FIGURE 1 :Cells in the subapical region have auxin receptors. If the apex is growing and producing auxin, IAA is present to bind to the receptors (a). After stimulation by auxin binding, the plasma membrane pumps protons from the cytoplasm into the wall (b), weakening it and allowing turgor pressure to stretch it. (c) Cell elongation stops once the maximum cell size is reached, and adding more auxin does not cause any more elongation; perhaps the receptors have been removed from the membrane.
APICAL DOMINANCE
The second site of response to apically produced auxin is the buds located in leaf axils; their response is not cell elongation but rather inhibition of growth. Apically produced auxin induces dormancy in these axillary buds, the result being that each shoot tip has only one active apical meristem, a phenomenon called apical dominance (Fig. 2). This is a threshold response: As the terminal shoot apical meristem grows away, the concentration of auxin around an axillary bud gradually decreases until at some point it drops below the threshold. Inhibition cannot be maintained, and the axillary bud becomes active and grows out as a branch or flower. As the axillary bud grows, it produces auxin but does not inhibit itself, although it does inhibit all its own newly formed axillary buds.

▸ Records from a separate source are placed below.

use crate::error::CalibError;
use crate::linalg;

/// Similarity transform that moves the centroid to the origin and scales the mean
/// distance to sqrt(2).
fn normalization_transform(points: &[[f64; 2]]) -> [[f64; 3]; 3] {
    let n = points.len() as f64;
    let (mx, my) = points
        .iter()
        .fold((0.0, 0.0), |(sx, sy), p| (sx + p[0], sy + p[1]));
    let (mx, my) = (mx / n, my / n);
    let mean_dist = points
        .iter()
        .map(|p| (p[0] - mx).hypot(p[1] - my))
        .sum::<f64>()
        / n;
    let s = if mean_dist > f64::EPSILON {
        std::f64::consts::SQRT_2 / mean_dist
    } else {
        1.0
    };
    [[s, 0.0, -s * mx], [0.0, s, -s * my], [0.0, 0.0, 1.0]]
}

fn apply(t: &[[f64; 3]; 3], p: &[f64; 2]) -> [f64; 2] {
    [
        t[0][0] * p[0] + t[0][1] * p[1] + t[0][2],
        t[1][0] * p[0] + t[1][1] * p[1] + t[1][2],
    ]
}

/// Compute the homography mapping `src` to `dst` with the normalized DLT.
///
/// Both point sets are conditioned before building the `2n x 9` system, whose null
/// vector is taken from the last column of `V` in its SVD. The result is scaled so that
/// `H[2][2] = 1`.
///
/// # Arguments
///
/// * `src` - The source 2d points with shape (N, 2), N >= 4.
/// * `dst` - The destination 2d points with shape (N, 2).
///
/// # Errors
///
/// Returns an error if fewer than 4 correspondences are given or the estimate is singular.
pub fn find_homography_dlt(src: &[[f64; 2]], dst: &[[f64; 2]]) -> Result<[[f64; 3]; 3], CalibError> {
    if src.len() != dst.len() {
        return Err(CalibError::MismatchedLengths("points", src.len(), dst.len()));
    }
    if src.len() < 4 {
        return Err(CalibError::InsufficientPoints(0, src.len(), 4));
    }

    let t_src = normalization_transform(src);
    let t_dst = normalization_transform(dst);

    // construct matrix A
    let n = src.len();
    let mut mat_a = faer::Mat::<f64>::zeros(2 * n, 9);
    for i in 0..n {
        let x1 = apply(&t_src, &src[i]);
        let x2 = apply(&t_dst, &dst[i]);

        mat_a.write(2 * i, 0, x1[0]);
        mat_a.write(2 * i, 1, x1[1]);
        mat_a.write(2 * i, 2, 1.0);
        mat_a.write(2 * i, 6, -x2[0] * x1[0]);
        mat_a.write(2 * i, 7, -x2[0] * x1[1]);
        mat_a.write(2 * i, 8, -x2[0]);

        mat_a.write(2 * i + 1, 3, x1[0]);
        mat_a.write(2 * i + 1, 4, x1[1]);
        mat_a.write(2 * i + 1, 5, 1.0);
        mat_a.write(2 * i + 1, 6, -x2[1] * x1[0]);
        mat_a.write(2 * i + 1, 7, -x2[1] * x1[1]);
        mat_a.write(2 * i + 1, 8, -x2[1]);
    }

    // take the right singular vector of the smallest singular value
    let svd = mat_a.svd();
    let h = svd.v().col(8);
    let h_norm = [
        [h.read(0), h.read(1), h.read(2)],
        [h.read(3), h.read(4), h.read(5)],
        [h.read(6), h.read(7), h.read(8)],
    ];

    // denormalize: H = T_dst^-1 * Hn * T_src
    let t_dst_inv = linalg::inverse33(&t_dst)
        .ok_or_else(|| CalibError::Degenerate("degenerate point normalization".into()))?;
    let mut homo = linalg::matmul33(&t_dst_inv, &linalg::matmul33(&h_norm, &t_src));

    if homo[2][2].abs() < f64::EPSILON || linalg::det33(&homo).abs() < 1e-12 {
        return Err(CalibError::Degenerate("singular homography".into()));
    }
    let scale = 1.0 / homo[2][2];
    for row in homo.iter_mut() {
        for val in row.iter_mut() {
            *val *= scale;
        }
    }

    Ok(homo)
}

/// Map a point with a homography.
pub fn apply_homography(homo: &[[f64; 3]; 3], p: &[f64; 2]) -> [f64; 2] {
    let w = homo[2][0] * p[0] + homo[2][1] * p[1] + homo[2][2];
    [
        (homo[0][0] * p[0] + homo[0][1] * p[1] + homo[0][2]) / w,
        (homo[1][0] * p[0] + homo[1][1] * p[1] + homo[1][2]) / w,
    ]
}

FIGURE 2 :(a) Many cacti show almost 100% apical dominance; as long as the apex is undamaged, all axillary buds (spine clusters) remain dormant. Here, one bud has become active but is now producing enough auxin to keep its own buds dormant and suppress nearby buds on the parent stem. (b) The concentration of auxin is greatest at the shoot apex and less at lower levels; at sites where it drops below the threshold level, it can no longer suppress axillary buds, and one or several become active. Other factors must be involved, because it is not always the lowest bud that becomes active first, even though it should be the first to encounter sufficiently low auxin concentrations.

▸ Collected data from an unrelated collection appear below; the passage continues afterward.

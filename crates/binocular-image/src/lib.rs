#![deny(missing_docs)]
#![doc = env!("CARGO_PKG_DESCRIPTION")]

/// image representation for stereo vision purposes.
pub mod image;

/// Error types for the image module.
pub mod error;

pub use crate::error::ImageError;
pub use crate::image::{Image, ImageDtype, ImageSize};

DIFFERENTIATION OF VASCULAR TISSUES
The third site of response to auxin produced in shoot tips is the vascular cambium; the response is cell division and morphogenesis. In springtime, as air temperatures rise and buds become active, their auxin moves basipetally, activating the dormant vascular cambium. Auxin not only stimulates cambial cells to begin mitosis and cytokinesis but also causes new daughter cells to differentiate into xylem cells. If an apical meristem is destroyed, by insects or a late frost for example, basipetal flow of auxin stops, vascular differentiation is interrupted, internode elongation ceases, and apical dominance is broken. Some axillary bud, now free of apical dominance, becomes active and re-establishes a flow of auxin that maintains the vascular cambium and any other cells that depend on it. Three separate target tissues give three distinct responses, not because there are three separate chemical messengers—there is only auxin—but because part of their previous differentiation was preparation to respond to auxin in a particular way. It is important to realize that the auxin carries no information except that the shoot apex is healthy and active. Each target site must have receptor molecules that interact with IAA and therefore detect the presence or absence of auxin. It is not known whether all three targets have the same receptors or if each has a unique type, nor is it known how the interaction of IAA with the receptor triggers the response.